### Information supplied
============================================================

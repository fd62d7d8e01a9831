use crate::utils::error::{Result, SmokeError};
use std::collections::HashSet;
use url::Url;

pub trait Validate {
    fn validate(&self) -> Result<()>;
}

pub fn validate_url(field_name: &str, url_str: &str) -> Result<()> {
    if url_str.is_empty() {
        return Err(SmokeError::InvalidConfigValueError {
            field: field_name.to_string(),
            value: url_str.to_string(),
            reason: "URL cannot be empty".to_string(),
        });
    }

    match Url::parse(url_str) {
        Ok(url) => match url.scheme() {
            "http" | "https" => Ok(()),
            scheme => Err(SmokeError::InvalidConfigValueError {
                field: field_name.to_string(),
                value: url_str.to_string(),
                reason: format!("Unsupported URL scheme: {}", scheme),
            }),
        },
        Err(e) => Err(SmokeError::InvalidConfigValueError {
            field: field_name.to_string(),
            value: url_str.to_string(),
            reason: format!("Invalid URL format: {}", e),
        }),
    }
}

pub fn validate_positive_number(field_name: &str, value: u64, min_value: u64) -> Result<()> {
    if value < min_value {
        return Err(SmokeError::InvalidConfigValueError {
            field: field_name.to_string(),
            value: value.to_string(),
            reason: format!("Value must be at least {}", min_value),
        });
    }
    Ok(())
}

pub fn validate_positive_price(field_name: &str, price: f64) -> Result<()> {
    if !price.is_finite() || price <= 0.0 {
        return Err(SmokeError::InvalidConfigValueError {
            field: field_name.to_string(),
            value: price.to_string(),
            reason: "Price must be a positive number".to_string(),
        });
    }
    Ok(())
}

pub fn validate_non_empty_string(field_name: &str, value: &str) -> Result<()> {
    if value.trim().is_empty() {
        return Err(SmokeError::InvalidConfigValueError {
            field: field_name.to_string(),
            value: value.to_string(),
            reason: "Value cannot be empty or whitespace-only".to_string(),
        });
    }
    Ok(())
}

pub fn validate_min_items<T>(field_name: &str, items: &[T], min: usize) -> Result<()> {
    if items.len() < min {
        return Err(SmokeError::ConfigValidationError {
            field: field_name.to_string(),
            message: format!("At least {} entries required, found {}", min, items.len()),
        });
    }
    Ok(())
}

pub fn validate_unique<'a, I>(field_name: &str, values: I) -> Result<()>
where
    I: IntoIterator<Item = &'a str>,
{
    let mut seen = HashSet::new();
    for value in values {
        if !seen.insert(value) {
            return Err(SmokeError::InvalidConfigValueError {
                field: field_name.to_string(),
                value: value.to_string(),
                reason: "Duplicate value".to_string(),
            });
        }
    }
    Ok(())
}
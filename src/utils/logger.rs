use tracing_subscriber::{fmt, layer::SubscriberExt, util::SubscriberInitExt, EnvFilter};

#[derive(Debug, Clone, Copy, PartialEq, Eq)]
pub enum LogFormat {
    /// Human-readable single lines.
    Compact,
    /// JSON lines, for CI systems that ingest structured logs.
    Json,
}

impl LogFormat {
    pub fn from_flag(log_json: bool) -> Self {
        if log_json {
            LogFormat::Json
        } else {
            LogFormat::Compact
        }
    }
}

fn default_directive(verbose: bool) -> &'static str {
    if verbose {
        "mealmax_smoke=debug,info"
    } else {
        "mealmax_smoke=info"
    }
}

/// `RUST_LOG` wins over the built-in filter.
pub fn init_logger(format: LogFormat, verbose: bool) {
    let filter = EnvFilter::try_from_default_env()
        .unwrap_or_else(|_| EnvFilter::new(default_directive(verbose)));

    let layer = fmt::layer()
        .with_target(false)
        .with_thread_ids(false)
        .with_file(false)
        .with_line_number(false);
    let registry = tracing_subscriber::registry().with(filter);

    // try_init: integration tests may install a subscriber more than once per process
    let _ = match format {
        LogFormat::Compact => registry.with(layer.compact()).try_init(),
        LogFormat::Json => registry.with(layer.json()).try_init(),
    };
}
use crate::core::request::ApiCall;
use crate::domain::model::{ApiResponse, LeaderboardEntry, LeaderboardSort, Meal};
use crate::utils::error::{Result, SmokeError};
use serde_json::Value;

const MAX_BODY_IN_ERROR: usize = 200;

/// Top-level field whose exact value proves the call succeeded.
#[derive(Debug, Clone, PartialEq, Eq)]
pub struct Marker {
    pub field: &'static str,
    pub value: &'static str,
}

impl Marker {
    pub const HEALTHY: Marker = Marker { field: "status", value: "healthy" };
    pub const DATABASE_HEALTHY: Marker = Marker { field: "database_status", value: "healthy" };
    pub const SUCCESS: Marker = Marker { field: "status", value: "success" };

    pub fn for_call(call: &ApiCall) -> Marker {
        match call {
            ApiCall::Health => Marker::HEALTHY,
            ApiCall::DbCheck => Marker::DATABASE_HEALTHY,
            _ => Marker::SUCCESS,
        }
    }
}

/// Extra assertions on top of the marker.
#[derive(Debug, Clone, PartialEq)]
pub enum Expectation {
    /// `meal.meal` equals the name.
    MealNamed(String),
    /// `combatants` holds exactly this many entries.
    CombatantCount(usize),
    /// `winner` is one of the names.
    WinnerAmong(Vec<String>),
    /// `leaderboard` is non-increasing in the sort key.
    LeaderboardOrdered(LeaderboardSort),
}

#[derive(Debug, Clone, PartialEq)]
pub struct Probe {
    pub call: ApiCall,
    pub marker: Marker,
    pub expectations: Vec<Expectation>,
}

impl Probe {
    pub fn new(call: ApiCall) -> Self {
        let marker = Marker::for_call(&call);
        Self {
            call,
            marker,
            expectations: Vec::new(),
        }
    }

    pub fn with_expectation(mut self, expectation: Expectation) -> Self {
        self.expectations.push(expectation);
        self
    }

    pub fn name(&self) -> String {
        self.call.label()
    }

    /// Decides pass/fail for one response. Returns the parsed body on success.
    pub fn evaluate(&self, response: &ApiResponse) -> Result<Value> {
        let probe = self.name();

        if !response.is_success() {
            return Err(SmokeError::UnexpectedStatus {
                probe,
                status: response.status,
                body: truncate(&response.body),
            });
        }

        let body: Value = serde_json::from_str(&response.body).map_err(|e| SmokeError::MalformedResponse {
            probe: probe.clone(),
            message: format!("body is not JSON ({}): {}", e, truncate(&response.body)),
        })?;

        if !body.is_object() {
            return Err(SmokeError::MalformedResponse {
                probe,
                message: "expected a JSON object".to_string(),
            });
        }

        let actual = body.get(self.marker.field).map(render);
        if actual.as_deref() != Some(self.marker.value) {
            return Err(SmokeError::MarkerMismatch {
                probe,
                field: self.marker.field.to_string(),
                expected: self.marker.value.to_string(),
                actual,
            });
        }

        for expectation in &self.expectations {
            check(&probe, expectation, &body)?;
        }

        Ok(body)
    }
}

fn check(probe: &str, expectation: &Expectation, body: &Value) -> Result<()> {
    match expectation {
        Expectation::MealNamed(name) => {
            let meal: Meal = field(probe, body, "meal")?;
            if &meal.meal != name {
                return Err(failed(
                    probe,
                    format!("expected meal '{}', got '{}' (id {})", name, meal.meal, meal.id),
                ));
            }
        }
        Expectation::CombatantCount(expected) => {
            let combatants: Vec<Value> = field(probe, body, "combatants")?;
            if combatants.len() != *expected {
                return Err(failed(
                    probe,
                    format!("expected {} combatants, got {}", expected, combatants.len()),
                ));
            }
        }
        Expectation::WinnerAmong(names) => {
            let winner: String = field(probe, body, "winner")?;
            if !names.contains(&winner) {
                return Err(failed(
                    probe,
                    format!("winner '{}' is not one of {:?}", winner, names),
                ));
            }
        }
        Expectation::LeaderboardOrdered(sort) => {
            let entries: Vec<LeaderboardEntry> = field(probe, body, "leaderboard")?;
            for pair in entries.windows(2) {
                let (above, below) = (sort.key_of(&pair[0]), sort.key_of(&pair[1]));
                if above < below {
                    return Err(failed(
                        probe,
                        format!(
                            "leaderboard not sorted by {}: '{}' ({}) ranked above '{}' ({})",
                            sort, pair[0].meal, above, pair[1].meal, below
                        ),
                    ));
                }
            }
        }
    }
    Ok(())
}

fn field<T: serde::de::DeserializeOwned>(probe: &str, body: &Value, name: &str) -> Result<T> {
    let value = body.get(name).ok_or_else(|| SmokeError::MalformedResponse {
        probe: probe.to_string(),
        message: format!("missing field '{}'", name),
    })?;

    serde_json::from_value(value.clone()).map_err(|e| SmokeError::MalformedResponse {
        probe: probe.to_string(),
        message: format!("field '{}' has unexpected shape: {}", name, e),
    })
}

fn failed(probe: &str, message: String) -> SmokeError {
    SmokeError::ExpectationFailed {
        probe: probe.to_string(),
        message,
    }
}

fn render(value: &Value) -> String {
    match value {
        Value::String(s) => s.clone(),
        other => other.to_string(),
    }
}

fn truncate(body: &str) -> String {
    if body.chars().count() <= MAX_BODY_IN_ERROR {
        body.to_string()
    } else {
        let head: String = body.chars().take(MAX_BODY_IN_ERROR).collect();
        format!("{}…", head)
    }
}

============================================================

### Problem description
Could you reproduce exactly the lines of the entries above, from the one with "for value in" through the one with "pub enum LogFormat", and nothing else?

### Answer for the task
    for value in values {
        if !seen.insert(value) {
            return Err(SmokeError::InvalidConfigValueError {
                field: field_name.to_string(),
                value: value.to_string(),
                reason: "Duplicate value".to_string(),
            });
        }
    }
    Ok(())
}
filename src/utils/logger.rs
use tracing_subscriber::{fmt, layer::SubscriberExt, util::SubscriberInitExt, EnvFilter};

#[derive(Debug, Clone, Copy, PartialEq, Eq)]
pub enum LogFormat {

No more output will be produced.